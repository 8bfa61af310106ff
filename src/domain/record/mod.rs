//! Vector records - the durable source of truth behind the cache

mod entity;
mod repository;

pub use entity::{NewRecord, Record, RecordId, RecordMetadata};
pub use repository::RecordStore;

#[cfg(test)]
pub use repository::MockRecordStore;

......

*What needs to be done*.
Repeat every line of the data verbatim.

*Answer to this exercise*.
repository 8bfa61af310106ff
filename src/domain/record/mod.rs
//! Vector records - the durable source of truth behind the cache

mod entity;
mod repository;

pub use entity::{NewRecord, Record, RecordId, RecordMetadata};
pub use repository::RecordStore;

#[cfg(test)]
pub use repository::MockRecordStore;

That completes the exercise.